2 医師や歯科医師,薬剤師は,それぞれの国家資格を取得すれば病院や診療所において保険診療,保険の調剤ができる。
これも間違いです。保険適用されるためには,厚生労働大臣によって保険指定を受けなければなりません。
3 保険医療機関は,診療行為の費用を医師会が決める料金表を基に計算し,「レセプト」として審査支払機関に請求する。
これも間違いです。診療報酬を決定するのは厚生労働大臣です。
4 審査支払機関は,「レセプト」が保険医療機関及び保険医療養担当規則等に合致しているか,また,医学的に妥当かなどを審査して,その療養の給付に関する費用を保険医療機関等に支払いをする。
これが正解です。保険者が審査支払権限を持っていますが,実際には審査支払機関に委託してレセプトの審査を行い,適切であれば審査支払機関が診療報酬を支払います。

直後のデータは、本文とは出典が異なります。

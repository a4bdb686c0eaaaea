//! Day-scoped AI chat

mod presets;
mod session;

pub use presets::{Preset, find_preset, presets_for};
pub use session::{BOOTSTRAP_PROMPT, CHAT_ERROR_TEXT, ChatError, ChatSession, DEFAULT_MAX_TOKENS};
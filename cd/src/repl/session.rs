//! REPL session management

use std::io::{self, Write};

use colored::Colorize;
use eyre::Result;
use rustyline::DefaultEditor;
use rustyline::error::ReadlineError;
use tokio::sync::mpsc;
use tracing::debug;

use crate::chat::{ChatError, ChatSession, find_preset};
use crate::domain::{ChatMessage, ChatRole, DayPlan};
use crate::llm::StreamChunk;

/// Interactive chat for one day
pub struct ReplSession {
    chat: ChatSession,
    day: DayPlan,
}

impl ReplSession {
    pub fn new(chat: ChatSession, day: DayPlan) -> Self {
        Self { chat, day }
    }

    /// Run the REPL main loop
    pub async fn run(&mut self) -> Result<()> {
        self.print_welcome();

        let (tx, print_handle) = spawn_printer();
        match self.chat.bootstrap_streaming(tx).await {
            Ok(_) => {
                let _ = print_handle.await;
                println!();
                println!();
            }
            Err(e) => {
                let _ = print_handle.await;
                println!("{} {}", "Assistant unavailable:".yellow(), e);
                println!();
            }
        }

        let mut rl = DefaultEditor::new().map_err(|e| eyre::eyre!("Failed to initialize readline: {}", e))?;

        loop {
            let readline = rl.readline(&format!("{} ", ">".bright_green()));

            match readline {
                Ok(line) => {
                    let input = line.trim();
                    if input.is_empty() {
                        continue;
                    }

                    let _ = rl.add_history_entry(input);

                    if input.starts_with('/') {
                        match self.handle_slash_command(input).await {
                            SlashResult::Continue => continue,
                            SlashResult::Quit => break,
                        }
                    } else {
                        self.send(input).await;
                    }
                }
                Err(ReadlineError::Interrupted) => {
                    // Ctrl+C - just show new prompt
                    println!("^C");
                    continue;
                }
                Err(ReadlineError::Eof) => {
                    // Ctrl+D - exit
                    println!();
                    break;
                }
                Err(err) => {
                    return Err(eyre::eyre!("Readline error: {}", err));
                }
            }
        }

        println!("Goodbye!");
        Ok(())
    }

    fn print_welcome(&self) {
        println!();
        println!("{} {}", self.day.date.format("%A %b %d").to_string().bright_cyan().bold(), self.day.theme.bold());
        println!("{}", self.day.description.dimmed());
        if let Some(pillar) = &self.day.pillar {
            println!("Pillar: {}", pillar.bright_white());
        }
        println!("Type {} for shortcuts, {} for help, {} to quit", "/presets".yellow(), "/help".yellow(), "/quit".yellow());
        println!();
    }

    /// Send text and stream the reply to stdout
    async fn send(&mut self, text: &str) {
        let (tx, print_handle) = spawn_printer();
        let result = self.chat.send_streaming(text, tx).await;
        let _ = print_handle.await;

        match result {
            Ok(_) => println!(),
            Err(ChatError::Remote(e)) => {
                debug!(error = %e, "send: remote failure");
                println!("{}", crate::chat::CHAT_ERROR_TEXT.red());
            }
            Err(e) => println!("{} {}", "!".yellow(), e),
        }
        println!();
    }

    async fn handle_slash_command(&mut self, input: &str) -> SlashResult {
        match parse_slash(input) {
            SlashCommand::Help => {
                self.print_help();
                SlashResult::Continue
            }
            SlashCommand::Quit => SlashResult::Quit,
            SlashCommand::Presets => {
                self.print_presets();
                SlashResult::Continue
            }
            SlashCommand::Preset(selector) => {
                match find_preset(self.chat.platform(), &selector) {
                    Some(preset) => {
                        println!("{} {}", ">".bright_green(), preset.prompt);
                        self.send(preset.prompt).await;
                    }
                    None => println!("{} Unknown preset: {}", "?".yellow(), selector),
                }
                SlashResult::Continue
            }
            SlashCommand::History => {
                print_history(self.chat.transcript());
                SlashResult::Continue
            }
            SlashCommand::Unknown(cmd) => {
                println!("{} Unknown command: {}", "?".yellow(), cmd);
                println!("Type {} for available commands", "/help".yellow());
                SlashResult::Continue
            }
        }
    }

    fn print_help(&self) {
        println!();
        println!("{}", "Available Commands:".bright_cyan());
        println!("  {:14} Show this help", "/help".yellow());
        println!("  {:14} Exit the chat", "/quit".yellow());
        println!("  {:14} List shortcut prompts", "/presets".yellow());
        println!("  {:14} Send shortcut N (or by label)", "/preset N".yellow());
        println!("  {:14} Show the conversation so far", "/history".yellow());
        println!();
    }

    fn print_presets(&self) {
        println!();
        println!("{}", "Shortcuts:".bright_cyan());
        for (i, preset) in self.chat.presets().iter().enumerate() {
            println!("  {}. {:20} {}", i + 1, preset.label.yellow(), preset.prompt.dimmed());
        }
        println!();
    }
}

fn print_history(transcript: &[ChatMessage]) {
    if transcript.is_empty() {
        println!("{}", "No conversation history.".dimmed());
        return;
    }

    println!();
    println!("{}", "Conversation History:".bright_cyan());
    for (i, msg) in transcript.iter().enumerate() {
        let role = match msg.role {
            ChatRole::User => "You".bright_green(),
            ChatRole::Model => "Assistant".bright_blue(),
        };
        let preview: String = msg.text.chars().take(60).collect();
        let preview = if msg.text.chars().count() > 60 { format!("{}...", preview) } else { preview };
        println!("  {}. {}: {}", i + 1, role, preview);
    }
    println!();
}

/// Print streamed text as it arrives
fn spawn_printer() -> (mpsc::Sender<StreamChunk>, tokio::task::JoinHandle<()>) {
    let (tx, mut rx) = mpsc::channel::<StreamChunk>(100);
    let handle = tokio::spawn(async move {
        while let Some(chunk) = rx.recv().await {
            match chunk {
                StreamChunk::TextDelta(text) => {
                    print!("{}", text);
                    let _ = io::stdout().flush();
                }
                StreamChunk::MessageDone { .. } => {}
                StreamChunk::Error(err) => {
                    eprintln!("\n{} {}", "Stream error:".red(), err);
                }
            }
        }
    });
    (tx, handle)
}

#[derive(Debug, PartialEq, Eq)]
enum SlashCommand {
    Help,
    Quit,
    Presets,
    Preset(String),
    History,
    Unknown(String),
}

fn parse_slash(input: &str) -> SlashCommand {
    let mut parts = input.trim().splitn(2, char::is_whitespace);
    let cmd = parts.next().unwrap_or("");
    let arg = parts.next().map(str::trim).unwrap_or("");

    match cmd {
        "/help" | "/h" => SlashCommand::Help,
        "/quit" | "/q" | "/exit" => SlashCommand::Quit,
        "/presets" | "/p" => SlashCommand::Presets,
        "/preset" if !arg.is_empty() => SlashCommand::Preset(arg.to_string()),
        "/preset" => SlashCommand::Presets,
        "/history" => SlashCommand::History,
        other => SlashCommand::Unknown(other.to_string()),
    }
}

/// Result of handling a slash command
enum SlashResult {
    Continue,
    Quit,
}

#[cfg(test)]
mod tests {
    use super::*;

    #[test]
    fn test_parse_slash() {
        assert_eq!(parse_slash("/help"), SlashCommand::Help);
        assert_eq!(parse_slash("/q"), SlashCommand::Quit);
        assert_eq!(parse_slash("/presets"), SlashCommand::Presets);
        assert_eq!(parse_slash("/preset"), SlashCommand::Presets);
        assert_eq!(parse_slash("/preset 2"), SlashCommand::Preset("2".to_string()));
        assert_eq!(
            parse_slash("/preset Caption & Hashtags"),
            SlashCommand::Preset("Caption & Hashtags".to_string())
        );
        assert_eq!(parse_slash("/history"), SlashCommand::History);
        assert_eq!(parse_slash("/clear"), SlashCommand::Unknown("/clear".to_string()));
    }
}
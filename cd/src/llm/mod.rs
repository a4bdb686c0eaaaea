//! LLM Client module for Cadence
//!
//! Provides the provider-agnostic client trait, the two HTTP providers and
//! a scripted mock.

use std::sync::Arc;

use tracing::debug;

mod anthropic;
pub mod client;
mod error;
pub mod mock;
mod openai;
mod transport;
mod types;

pub use anthropic::AnthropicClient;
pub use client::LlmClient;
pub use error::LlmError;
pub use openai::OpenAIClient;
pub use types::{
    CompletionRequest, CompletionResponse, Message, Role, StopReason, StreamChunk, TokenUsage, ToolCall,
    ToolDefinition,
};

use crate::config::LlmConfig;

/// Create an LLM client based on the provider specified in config
///
/// Supports "anthropic" and "openai" providers.
pub fn create_client(config: &LlmConfig) -> Result<Arc<dyn LlmClient>, LlmError> {
    debug!(provider = %config.provider, model = %config.model, "create_client: called");
    match config.provider.as_str() {
        "anthropic" => {
            debug!("create_client: creating Anthropic client");
            Ok(Arc::new(AnthropicClient::from_config(config)?))
        }
        "openai" => {
            debug!("create_client: creating OpenAI client");
            Ok(Arc::new(OpenAIClient::from_config(config)?))
        }
        other => {
            debug!(provider = %other, "create_client: unknown provider");
            Err(LlmError::Config(format!(
                "Unknown LLM provider: '{}'. Supported: anthropic, openai",
                other
            )))
        }
    }
}
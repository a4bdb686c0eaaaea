//! Profile persistence

use std::sync::Arc;

use keystore::KeyValueStore;

use super::record::JsonRecord;
use super::{CorruptPolicy, StoreError};
use crate::domain::Profile;

/// Key the brand profile is stored under
pub const PROFILE_KEY: &str = "mono_user";

/// Reads and writes the brand profile
pub struct ProfileStore {
    record: JsonRecord,
}

impl ProfileStore {
    /// Store with the default `Surface` policy
    pub fn new(kv: Arc<dyn KeyValueStore>) -> Self {
        Self::with_policy(kv, CorruptPolicy::default())
    }

    pub fn with_policy(kv: Arc<dyn KeyValueStore>, policy: CorruptPolicy) -> Self {
        Self {
            record: JsonRecord::new(kv, PROFILE_KEY, policy),
        }
    }

    pub fn load(&self) -> Result<Option<Profile>, StoreError> {
        self.record.load()
    }

    /// Replace the stored profile wholesale
    pub fn save(&self, profile: &Profile) -> Result<(), StoreError> {
        self.record.save(profile)
    }

    pub fn clear(&self) -> Result<(), StoreError> {
        self.record.clear()
    }

    /// Load the profile only if onboarding was completed
    pub fn load_onboarded(&self) -> Result<Option<Profile>, StoreError> {
        Ok(self.load()?.filter(|p| p.is_onboarded))
    }
}

#[cfg(test)]
mod tests {
    use super::*;
    use crate::domain::{BrandType, Platform};
    use keystore::MemoryStore;

    fn onboarded() -> Profile {
        let mut p = Profile::new("Ada", BrandType::Company, Platform::Instagram);
        p.persona = "Bold".to_string();
        p.visual_style = "Neon".to_string();
        p.set_posting_days([0, 6]).unwrap();
        p.add_pillar("Reels", "");
        p.complete_onboarding().unwrap();
        p
    }

    #[test]
    fn test_load_absent() {
        let store = ProfileStore::new(Arc::new(MemoryStore::new()));
        assert!(store.load().unwrap().is_none());
    }

    #[test]
    fn test_save_load_clear() {
        let kv = Arc::new(MemoryStore::new());
        let store = ProfileStore::new(kv.clone());
        let profile = onboarded();

        store.save(&profile).unwrap();
        assert_eq!(store.load().unwrap(), Some(profile));
        assert!(kv.get(PROFILE_KEY).unwrap().unwrap().contains("\"isOnboarded\":true"));

        store.clear().unwrap();
        assert!(store.load().unwrap().is_none());
    }

    #[test]
    fn test_load_onboarded_filters_incomplete() {
        let store = ProfileStore::new(Arc::new(MemoryStore::new()));
        store
            .save(&Profile::new("Draft", BrandType::Personal, Platform::YouTube))
            .unwrap();
        assert!(store.load().unwrap().is_some());
        assert!(store.load_onboarded().unwrap().is_none());
    }

    #[test]
    fn test_corrupt_profile_surfaces_by_default() {
        let kv = Arc::new(MemoryStore::new());
        kv.set(PROFILE_KEY, "{not json").unwrap();
        let store = ProfileStore::new(kv);

        match store.load() {
            Err(StoreError::CorruptState { key, .. }) => assert_eq!(key, PROFILE_KEY),
            other => panic!("Expected CorruptState, got {:?}", other),
        }
    }

    #[test]
    fn test_corrupt_profile_discard_policy() {
        let kv = Arc::new(MemoryStore::new());
        kv.set(PROFILE_KEY, "[1, 2, 3]").unwrap();
        let store = ProfileStore::with_policy(kv, CorruptPolicy::Discard);
        assert!(store.load().unwrap().is_none());
    }
}
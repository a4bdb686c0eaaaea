//! HTTP plumbing shared by the provider clients
//!
//! Every request is sent exactly once. A 429 is reported with its
//! `retry-after`; whether to try again is left to the user.

use reqwest::header::HeaderMap;
use reqwest::{Client, RequestBuilder, Response};
use std::time::Duration;
use tokio::sync::mpsc;
use tracing::debug;

use super::{CompletionResponse, LlmError, StopReason, StreamChunk, TokenUsage};
use crate::config::LlmConfig;

const DEFAULT_RETRY_AFTER_SECS: u64 = 60;

/// Connection settings common to every provider
pub(super) struct Endpoint {
    pub model: String,
    pub api_key: String,
    pub base_url: String,
    pub http: Client,
    /// Upper bound applied to every request's `max_tokens`
    pub max_tokens: u32,
    pub timeout: Duration,
}

impl Endpoint {
    pub fn from_config(config: &LlmConfig) -> Result<Self, LlmError> {
        debug!(model = %config.model, base_url = %config.base_url, "Endpoint::from_config: called");
        let api_key = config.get_api_key().map_err(|e| LlmError::Config(e.to_string()))?;
        let timeout = Duration::from_millis(config.timeout_ms);
        let http = Client::builder()
            .timeout(timeout)
            .build()
            .map_err(LlmError::Network)?;

        Ok(Self {
            model: config.model.clone(),
            api_key,
            base_url: config.base_url.trim_end_matches('/').to_string(),
            http,
            max_tokens: config.max_tokens,
            timeout,
        })
    }

    pub fn url(&self, path: &str) -> String {
        format!("{}{}", self.base_url, path)
    }

    pub fn cap(&self, requested: u32) -> u32 {
        requested.min(self.max_tokens)
    }

    /// Classify a transport failure; the client timeout gets its own variant
    pub fn transport_error(&self, error: reqwest::Error) -> LlmError {
        if error.is_timeout() {
            LlmError::Timeout(self.timeout)
        } else {
            LlmError::Network(error)
        }
    }

    /// Send one request and map any non-success status to an error
    pub async fn send(&self, request: RequestBuilder) -> Result<Response, LlmError> {
        let response = request.send().await.map_err(|e| self.transport_error(e))?;

        let status = response.status();
        if status.is_success() {
            return Ok(response);
        }
        debug!(status = status.as_u16(), "Endpoint::send: request failed");
        if status.as_u16() == 429 {
            return Err(LlmError::RateLimited {
                retry_after: retry_after(response.headers()),
            });
        }

        Err(LlmError::ApiError {
            status: status.as_u16(),
            message: response.text().await.unwrap_or_default(),
        })
    }
}

fn retry_after(headers: &HeaderMap) -> Duration {
    let secs = headers
        .get("retry-after")
        .and_then(|v| v.to_str().ok())
        .and_then(|s| s.parse::<u64>().ok())
        .unwrap_or(DEFAULT_RETRY_AFTER_SECS);
    Duration::from_secs(secs)
}

/// Report a stream failure on the channel and hand back the error
pub(super) async fn fail_stream(chunk_tx: &mpsc::Sender<StreamChunk>, error: LlmError) -> LlmError {
    let _ = chunk_tx.send(StreamChunk::Error(error.to_string())).await;
    error
}

/// Text and bookkeeping gathered while a stream is read
#[derive(Debug, Default)]
pub(super) struct StreamState {
    pub text: String,
    pub stop_reason: Option<StopReason>,
    pub usage: TokenUsage,
}

impl StreamState {
    pub async fn push_text(&mut self, chunk_tx: &mpsc::Sender<StreamChunk>, delta: &str) {
        self.text.push_str(delta);
        let _ = chunk_tx.send(StreamChunk::TextDelta(delta.to_string())).await;
    }

    /// Send `MessageDone` and fold the state into a response
    pub async fn finish(self, chunk_tx: &mpsc::Sender<StreamChunk>) -> CompletionResponse {
        let stop_reason = self.stop_reason.unwrap_or(StopReason::EndTurn);
        debug!(total_tokens = self.usage.total(), ?stop_reason, "StreamState::finish: called");
        let _ = chunk_tx
            .send(StreamChunk::MessageDone {
                stop_reason: stop_reason.clone(),
                usage: self.usage.clone(),
            })
            .await;

        CompletionResponse {
            content: (!self.text.is_empty()).then_some(self.text),
            tool_calls: Vec::new(),
            stop_reason,
            usage: self.usage,
        }
    }
}


#[cfg(test)]
mod tests {
    use super::*;
    use reqwest::header::HeaderValue;
    use std::sync::atomic::Ordering;

    fn endpoint(base_url: String) -> Endpoint {
        Endpoint {
            model: "test-model".to_string(),
            api_key: "test-key".to_string(),
            base_url,
            http: Client::new(),
            max_tokens: 1000,
            timeout: Duration::from_secs(30),
        }
    }

    #[tokio::test]
    async fn test_server_error_is_sent_once() {
        let (base_url, hits) = test_server::serve("503 Service Unavailable", "", r#"{"error":"overloaded"}"#).await;
        let endpoint = endpoint(base_url);

        let result = endpoint.send(endpoint.http.post(endpoint.url("/v1/messages")).body("{}")).await;

        assert!(matches!(result, Err(LlmError::ApiError { status: 503, ref message }) if message.contains("overloaded")));
        assert_eq!(hits.load(Ordering::SeqCst), 1);
    }

    #[tokio::test]
    async fn test_rate_limit_is_sent_once() {
        let (base_url, hits) = test_server::serve("429 Too Many Requests", "retry-after: 5\r\n", "{}").await;
        let endpoint = endpoint(base_url);

        let result = endpoint.send(endpoint.http.get(endpoint.url("/"))).await;

        assert!(matches!(result, Err(LlmError::RateLimited { retry_after }) if retry_after == Duration::from_secs(5)));
        assert_eq!(hits.load(Ordering::SeqCst), 1);
    }

    #[test]
    fn test_retry_after_header() {
        let mut headers = HeaderMap::new();
        assert_eq!(retry_after(&headers), Duration::from_secs(60));

        headers.insert("retry-after", HeaderValue::from_static("7"));
        assert_eq!(retry_after(&headers), Duration::from_secs(7));

        headers.insert("retry-after", HeaderValue::from_static("soon"));
        assert_eq!(retry_after(&headers), Duration::from_secs(60));
    }

    #[tokio::test]
    async fn test_stream_state_finish() {
        let (tx, mut rx) = mpsc::channel(8);
        let mut state = StreamState::default();
        state.push_text(&tx, "Hel").await;
        state.push_text(&tx, "lo").await;
        state.usage.output_tokens = 2;

        let response = state.finish(&tx).await;

        assert_eq!(response.content.as_deref(), Some("Hello"));
        assert_eq!(response.stop_reason, StopReason::EndTurn);
        assert!(matches!(rx.recv().await, Some(StreamChunk::TextDelta(t)) if t == "Hel"));
        assert!(matches!(rx.recv().await, Some(StreamChunk::TextDelta(t)) if t == "lo"));
        assert!(matches!(rx.recv().await, Some(StreamChunk::MessageDone { .. })));
    }

    #[tokio::test]
    async fn test_empty_stream_has_no_content() {
        let (tx, _rx) = mpsc::channel(8);
        let response = StreamState::default().finish(&tx).await;
        assert!(response.content.is_none());
    }
}
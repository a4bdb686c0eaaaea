//! Anchor-week arithmetic
//!
//! Weeks run Sunday through Saturday. Weekday indices follow the same
//! convention everywhere in the crate: 0 = Sunday .. 6 = Saturday.

use chrono::{Datelike, Days, NaiveDate};

/// Number of slots in a generated week
pub const DAYS_PER_WEEK: usize = 7;

/// Weekday names indexed by `num_days_from_sunday`
pub const WEEKDAY_NAMES: [&str; DAYS_PER_WEEK] =
    ["Sunday", "Monday", "Tuesday", "Wednesday", "Thursday", "Friday", "Saturday"];

/// Name for a weekday index, `None` when the index is out of range
pub fn weekday_name(index: u8) -> Option<&'static str> {
    WEEKDAY_NAMES.get(index as usize).copied()
}

/// Sunday of the week containing `date`
pub fn anchor_sunday(date: NaiveDate) -> NaiveDate {
    let offset = date.weekday().num_days_from_sunday();
    date - Days::new(u64::from(offset))
}

/// The 7 calendar dates (Sunday..Saturday) of the week containing `date`
pub fn week_dates(date: NaiveDate) -> [NaiveDate; DAYS_PER_WEEK] {
    let start = anchor_sunday(date);
    std::array::from_fn(|offset| start + Days::new(offset as u64))
}
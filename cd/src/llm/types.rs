//! LLM request/response types for Cadence
//!
//! Provider-agnostic shapes for the two calls Cadence makes: a one-shot
//! completion with a forced structured-output tool, and a multi-turn text
//! conversation. Only plain-text turns are modelled; no tool results are
//! ever sent back to the model.

use serde::{Deserialize, Serialize};
use tracing::debug;

/// A completion request - everything needed for one LLM call
#[derive(Debug, Clone)]
pub struct CompletionRequest {
    /// System prompt (rendered from a Handlebars template)
    pub system_prompt: String,

    /// Conversation turns, alternating user/assistant, ending on a user turn
    pub messages: Vec<Message>,

    /// Tools offered to the model
    pub tools: Vec<ToolDefinition>,

    /// Name of a tool the model must call, if any
    pub tool_choice: Option<String>,

    /// Max tokens for response
    pub max_tokens: u32,
}

impl CompletionRequest {
    /// Plain text request with no tools
    pub fn new(system_prompt: impl Into<String>, messages: Vec<Message>, max_tokens: u32) -> Self {
        Self {
            system_prompt: system_prompt.into(),
            messages,
            tools: Vec::new(),
            tool_choice: None,
            max_tokens,
        }
    }

    /// Offer a single tool and require the model to call it
    pub fn with_forced_tool(mut self, tool: ToolDefinition) -> Self {
        debug!(tool = %tool.name, "CompletionRequest::with_forced_tool: called");
        self.tool_choice = Some(tool.name.clone());
        self.tools = vec![tool];
        self
    }
}

/// A message in the conversation
#[derive(Debug, Clone, PartialEq, Eq, Serialize, Deserialize)]
pub struct Message {
    pub role: Role,
    pub content: String,
}

impl Message {
    /// Create a user message
    pub fn user(text: impl Into<String>) -> Self {
        Self {
            role: Role::User,
            content: text.into(),
        }
    }

    /// Create an assistant message
    pub fn assistant(text: impl Into<String>) -> Self {
        Self {
            role: Role::Assistant,
            content: text.into(),
        }
    }
}

/// Message role
#[derive(Debug, Clone, Copy, PartialEq, Eq, Serialize, Deserialize)]
#[serde(rename_all = "lowercase")]
pub enum Role {
    User,
    Assistant,
}

/// Response from a completion request
#[derive(Debug, Clone)]
pub struct CompletionResponse {
    /// Text content (if any)
    pub content: Option<String>,

    /// Tool calls requested by the model
    pub tool_calls: Vec<ToolCall>,

    /// Why the model stopped
    pub stop_reason: StopReason,

    /// Token usage
    pub usage: TokenUsage,
}

impl CompletionResponse {
    /// A plain text response
    pub fn text(content: impl Into<String>) -> Self {
        Self {
            content: Some(content.into()),
            tool_calls: Vec::new(),
            stop_reason: StopReason::EndTurn,
            usage: TokenUsage::default(),
        }
    }

    /// A response carrying one tool call
    pub fn tool(name: impl Into<String>, input: serde_json::Value) -> Self {
        Self {
            content: None,
            tool_calls: vec![ToolCall {
                id: "toolu_0".to_string(),
                name: name.into(),
                input,
            }],
            stop_reason: StopReason::ToolUse,
            usage: TokenUsage::default(),
        }
    }

    /// First tool call with the given name
    pub fn tool_call(&self, name: &str) -> Option<&ToolCall> {
        self.tool_calls.iter().find(|tc| tc.name == name)
    }
}

/// A tool call requested by the model
#[derive(Debug, Clone)]
pub struct ToolCall {
    pub id: String,
    pub name: String,
    pub input: serde_json::Value,
}

/// Why the model stopped generating
#[derive(Debug, Clone, PartialEq, Eq)]
pub enum StopReason {
    EndTurn,
    ToolUse,
    MaxTokens,
    StopSequence,
}

impl StopReason {
    /// Parse from Anthropic API stop_reason string
    pub fn from_anthropic(s: &str) -> Self {
        match s {
            "tool_use" => StopReason::ToolUse,
            "max_tokens" => StopReason::MaxTokens,
            "stop_sequence" => StopReason::StopSequence,
            _ => StopReason::EndTurn,
        }
    }

    /// Parse from OpenAI finish_reason string
    pub fn from_openai(s: &str) -> Self {
        match s {
            "tool_calls" => StopReason::ToolUse,
            "length" => StopReason::MaxTokens,
            _ => StopReason::EndTurn,
        }
    }
}

/// Token usage, logged per call
#[derive(Debug, Clone, Default)]
pub struct TokenUsage {
    pub input_tokens: u64,
    pub output_tokens: u64,
}

impl TokenUsage {
    pub fn total(&self) -> u64 {
        self.input_tokens + self.output_tokens
    }
}

/// Tool definition for the LLM
#[derive(Debug, Clone, Serialize)]
pub struct ToolDefinition {
    pub name: String,
    pub description: String,
    pub input_schema: serde_json::Value,
}

impl ToolDefinition {
    /// Create a new tool definition
    pub fn new(name: impl Into<String>, description: impl Into<String>, input_schema: serde_json::Value) -> Self {
        let name = name.into();
        let description = description.into();
        debug!(%name, "ToolDefinition::new: called");
        Self {
            name,
            description,
            input_schema,
        }
    }

    /// Convert to Anthropic API schema format
    pub fn to_anthropic_schema(&self) -> serde_json::Value {
        serde_json::json!({
            "name": self.name,
            "description": self.description,
            "input_schema": self.input_schema,
        })
    }

    /// Convert to OpenAI function-tool format
    pub fn to_openai_schema(&self) -> serde_json::Value {
        serde_json::json!({
            "type": "function",
            "function": {
                "name": self.name,
                "description": self.description,
                "parameters": self.input_schema,
            }
        })
    }
}

/// Streaming chunk for live REPL output
#[derive(Debug, Clone)]
pub enum StreamChunk {
    /// Text being generated
    TextDelta(String),

    /// Message complete with final stats
    MessageDone { stop_reason: StopReason, usage: TokenUsage },

    /// Error during streaming
    Error(String),
}

#[cfg(test)]
mod tests {
    use super::*;

    #[test]
    fn test_message_constructors() {
        let msg = Message::user("Hello");
        assert_eq!(msg.role, Role::User);
        assert_eq!(msg.content, "Hello");

        let msg = Message::assistant("Hi there");
        assert_eq!(msg.role, Role::Assistant);
    }

    #[test]
    fn test_with_forced_tool() {
        let tool = ToolDefinition::new("submit", "Submit", serde_json::json!({"type": "object"}));
        let request = CompletionRequest::new("sys", vec![Message::user("go")], 100).with_forced_tool(tool);

        assert_eq!(request.tool_choice.as_deref(), Some("submit"));
        assert_eq!(request.tools.len(), 1);
    }

    #[test]
    fn test_stop_reason_parsing() {
        assert_eq!(StopReason::from_anthropic("end_turn"), StopReason::EndTurn);
        assert_eq!(StopReason::from_anthropic("tool_use"), StopReason::ToolUse);
        assert_eq!(StopReason::from_anthropic("max_tokens"), StopReason::MaxTokens);
        assert_eq!(StopReason::from_anthropic("unknown"), StopReason::EndTurn);
        assert_eq!(StopReason::from_openai("stop"), StopReason::EndTurn);
        assert_eq!(StopReason::from_openai("tool_calls"), StopReason::ToolUse);
        assert_eq!(StopReason::from_openai("length"), StopReason::MaxTokens);
    }

    #[test]
    fn test_tool_schemas() {
        let tool = ToolDefinition::new(
            "submit_week_plan",
            "Submit the plan",
            serde_json::json!({"type": "object", "properties": {}}),
        );

        let anthropic = tool.to_anthropic_schema();
        assert_eq!(anthropic["name"], "submit_week_plan");
        assert!(anthropic["input_schema"].is_object());

        let openai = tool.to_openai_schema();
        assert_eq!(openai["type"], "function");
        assert_eq!(openai["function"]["name"], "submit_week_plan");
        assert!(openai["function"]["parameters"].is_object());
    }

    #[test]
    fn test_response_tool_lookup() {
        let response = CompletionResponse::tool("submit_week_plan", serde_json::json!({"plans": []}));
        assert!(response.tool_call("submit_week_plan").is_some());
        assert!(response.tool_call("other").is_none());
        assert_eq!(response.stop_reason, StopReason::ToolUse);
    }
}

5 審査支払機関に対し審査及び支払に関する事務を委託した医療保険者は,審査支払機関から送付された審査済みの「レセプト」に基づいて,保険医療機関等に診療報酬の支払いを直接行う。
これは間違いです。保険者は審査支払を審査支払機関に委託しています。言葉通り,審査だけではなく,支払いも審査支払機関が実施しています。
審査支払機関は審査済みの請求書を医療保険者に送り,医療保険者はその金額を審査支払機関に納付します。
審査支払機関は保険医療機関等に診療報酬を支払います。
たくさんの支払先があるので,保険者が診療報酬を直接保険医療機関に支払うのは大変なので,その部分も委託しているのです。